◆ **MATERIAL SHOWN**:
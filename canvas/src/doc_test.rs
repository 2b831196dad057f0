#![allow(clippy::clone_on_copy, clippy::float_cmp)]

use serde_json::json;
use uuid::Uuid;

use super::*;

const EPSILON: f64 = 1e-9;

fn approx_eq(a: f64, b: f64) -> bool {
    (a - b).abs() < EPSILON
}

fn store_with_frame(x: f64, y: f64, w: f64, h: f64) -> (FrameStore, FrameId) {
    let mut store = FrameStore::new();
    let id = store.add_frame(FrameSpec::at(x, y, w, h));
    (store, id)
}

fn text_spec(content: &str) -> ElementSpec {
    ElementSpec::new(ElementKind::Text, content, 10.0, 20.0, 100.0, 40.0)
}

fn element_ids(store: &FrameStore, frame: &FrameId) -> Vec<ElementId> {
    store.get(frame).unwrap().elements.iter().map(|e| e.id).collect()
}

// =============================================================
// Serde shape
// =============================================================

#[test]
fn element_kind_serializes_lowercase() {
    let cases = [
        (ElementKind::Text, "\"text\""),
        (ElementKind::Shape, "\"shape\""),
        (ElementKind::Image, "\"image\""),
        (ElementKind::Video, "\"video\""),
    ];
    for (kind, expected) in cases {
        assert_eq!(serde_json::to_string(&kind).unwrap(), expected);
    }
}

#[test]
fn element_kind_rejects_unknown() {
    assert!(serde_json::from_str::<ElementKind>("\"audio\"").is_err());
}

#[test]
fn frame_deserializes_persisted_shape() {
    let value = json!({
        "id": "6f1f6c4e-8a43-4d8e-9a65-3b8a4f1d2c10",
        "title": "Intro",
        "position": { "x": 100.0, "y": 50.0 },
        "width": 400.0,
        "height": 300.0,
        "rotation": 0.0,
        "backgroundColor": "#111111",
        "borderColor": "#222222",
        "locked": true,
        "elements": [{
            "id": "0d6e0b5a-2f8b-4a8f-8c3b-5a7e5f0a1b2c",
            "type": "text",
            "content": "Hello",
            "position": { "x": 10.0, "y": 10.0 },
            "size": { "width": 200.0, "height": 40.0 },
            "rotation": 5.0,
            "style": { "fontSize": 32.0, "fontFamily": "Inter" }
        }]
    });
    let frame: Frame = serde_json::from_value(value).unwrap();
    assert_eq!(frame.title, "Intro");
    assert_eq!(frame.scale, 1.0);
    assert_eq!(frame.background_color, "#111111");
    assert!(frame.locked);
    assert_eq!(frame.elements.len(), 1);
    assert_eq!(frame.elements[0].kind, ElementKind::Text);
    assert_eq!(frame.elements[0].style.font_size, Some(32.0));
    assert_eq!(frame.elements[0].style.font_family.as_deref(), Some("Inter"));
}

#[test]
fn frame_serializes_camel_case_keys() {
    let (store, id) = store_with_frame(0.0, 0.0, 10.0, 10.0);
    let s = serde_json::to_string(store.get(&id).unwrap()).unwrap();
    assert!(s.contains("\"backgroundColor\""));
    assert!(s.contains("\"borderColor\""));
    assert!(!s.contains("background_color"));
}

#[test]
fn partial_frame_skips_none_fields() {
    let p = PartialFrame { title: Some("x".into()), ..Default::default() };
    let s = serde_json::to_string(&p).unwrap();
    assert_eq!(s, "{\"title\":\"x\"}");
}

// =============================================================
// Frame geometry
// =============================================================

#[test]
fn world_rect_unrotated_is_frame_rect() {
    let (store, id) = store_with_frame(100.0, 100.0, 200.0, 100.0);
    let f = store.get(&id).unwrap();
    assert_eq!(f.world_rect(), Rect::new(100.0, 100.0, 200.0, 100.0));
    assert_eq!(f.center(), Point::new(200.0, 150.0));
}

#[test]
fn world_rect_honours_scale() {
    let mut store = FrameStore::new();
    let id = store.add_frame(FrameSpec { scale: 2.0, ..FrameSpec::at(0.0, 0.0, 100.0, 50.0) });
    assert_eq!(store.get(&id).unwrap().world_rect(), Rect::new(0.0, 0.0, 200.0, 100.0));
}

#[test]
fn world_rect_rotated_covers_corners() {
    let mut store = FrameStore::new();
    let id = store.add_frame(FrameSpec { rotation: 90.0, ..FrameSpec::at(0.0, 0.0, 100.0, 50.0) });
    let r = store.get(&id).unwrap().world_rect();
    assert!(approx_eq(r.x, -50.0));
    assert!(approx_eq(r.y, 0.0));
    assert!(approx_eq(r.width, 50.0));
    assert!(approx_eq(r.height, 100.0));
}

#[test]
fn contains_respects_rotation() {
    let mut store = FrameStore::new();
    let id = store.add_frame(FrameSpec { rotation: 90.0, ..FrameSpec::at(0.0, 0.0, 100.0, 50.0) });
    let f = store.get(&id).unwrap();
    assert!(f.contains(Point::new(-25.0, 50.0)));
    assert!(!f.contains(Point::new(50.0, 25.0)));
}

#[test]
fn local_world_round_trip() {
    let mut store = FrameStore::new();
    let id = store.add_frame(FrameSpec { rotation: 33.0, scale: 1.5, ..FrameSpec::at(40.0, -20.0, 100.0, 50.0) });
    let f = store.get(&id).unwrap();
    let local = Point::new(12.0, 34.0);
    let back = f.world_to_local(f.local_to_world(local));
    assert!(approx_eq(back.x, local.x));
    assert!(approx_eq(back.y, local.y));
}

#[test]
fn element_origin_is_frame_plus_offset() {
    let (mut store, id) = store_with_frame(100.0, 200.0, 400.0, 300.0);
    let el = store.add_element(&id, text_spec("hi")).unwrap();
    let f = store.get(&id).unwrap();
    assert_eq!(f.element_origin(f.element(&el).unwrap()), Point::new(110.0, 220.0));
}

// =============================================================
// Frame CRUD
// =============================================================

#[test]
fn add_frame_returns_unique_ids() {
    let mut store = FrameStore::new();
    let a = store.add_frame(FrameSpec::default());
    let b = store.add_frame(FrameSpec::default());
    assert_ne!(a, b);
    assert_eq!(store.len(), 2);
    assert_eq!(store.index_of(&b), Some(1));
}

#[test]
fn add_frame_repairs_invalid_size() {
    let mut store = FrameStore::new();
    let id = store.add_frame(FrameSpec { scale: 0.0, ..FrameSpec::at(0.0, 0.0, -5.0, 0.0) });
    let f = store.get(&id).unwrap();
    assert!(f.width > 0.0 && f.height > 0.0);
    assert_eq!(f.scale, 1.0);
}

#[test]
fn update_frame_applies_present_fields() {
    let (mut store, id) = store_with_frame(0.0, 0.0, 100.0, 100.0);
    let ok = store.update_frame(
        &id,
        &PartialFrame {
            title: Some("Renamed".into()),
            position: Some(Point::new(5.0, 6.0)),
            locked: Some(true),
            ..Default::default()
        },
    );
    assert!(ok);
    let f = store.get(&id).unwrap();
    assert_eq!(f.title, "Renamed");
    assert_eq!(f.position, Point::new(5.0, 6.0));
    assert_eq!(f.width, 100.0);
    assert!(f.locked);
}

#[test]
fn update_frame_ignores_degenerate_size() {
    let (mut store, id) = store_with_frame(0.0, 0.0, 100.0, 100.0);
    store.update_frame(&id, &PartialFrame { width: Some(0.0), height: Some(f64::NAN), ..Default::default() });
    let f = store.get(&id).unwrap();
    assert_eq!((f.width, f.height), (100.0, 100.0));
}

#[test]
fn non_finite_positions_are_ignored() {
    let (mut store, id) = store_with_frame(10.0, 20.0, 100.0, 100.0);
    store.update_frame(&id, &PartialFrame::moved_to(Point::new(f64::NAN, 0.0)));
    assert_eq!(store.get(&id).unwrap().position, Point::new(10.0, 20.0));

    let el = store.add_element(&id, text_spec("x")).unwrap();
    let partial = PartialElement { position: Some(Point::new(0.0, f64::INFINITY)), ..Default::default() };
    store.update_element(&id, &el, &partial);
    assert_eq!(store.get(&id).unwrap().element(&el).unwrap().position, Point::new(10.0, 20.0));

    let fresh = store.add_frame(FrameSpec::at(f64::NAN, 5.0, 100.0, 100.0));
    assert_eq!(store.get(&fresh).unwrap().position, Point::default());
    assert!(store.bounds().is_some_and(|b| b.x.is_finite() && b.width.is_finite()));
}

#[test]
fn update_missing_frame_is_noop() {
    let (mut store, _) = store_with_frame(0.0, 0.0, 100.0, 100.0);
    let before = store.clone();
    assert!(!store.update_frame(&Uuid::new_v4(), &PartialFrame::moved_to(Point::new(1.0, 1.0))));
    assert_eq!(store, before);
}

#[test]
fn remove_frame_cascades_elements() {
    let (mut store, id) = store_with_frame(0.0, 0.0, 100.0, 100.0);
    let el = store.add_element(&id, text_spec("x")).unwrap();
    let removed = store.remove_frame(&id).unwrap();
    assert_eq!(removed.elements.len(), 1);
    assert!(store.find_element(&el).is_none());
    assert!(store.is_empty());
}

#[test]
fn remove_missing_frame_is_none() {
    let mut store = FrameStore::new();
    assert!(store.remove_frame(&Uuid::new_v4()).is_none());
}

◆ **REQUIRED ACTION**: Your reply must consist of the number of lines in the material above that include "Uuid", and nothing else.

◆ **EXERCISE OUTPUT**: 3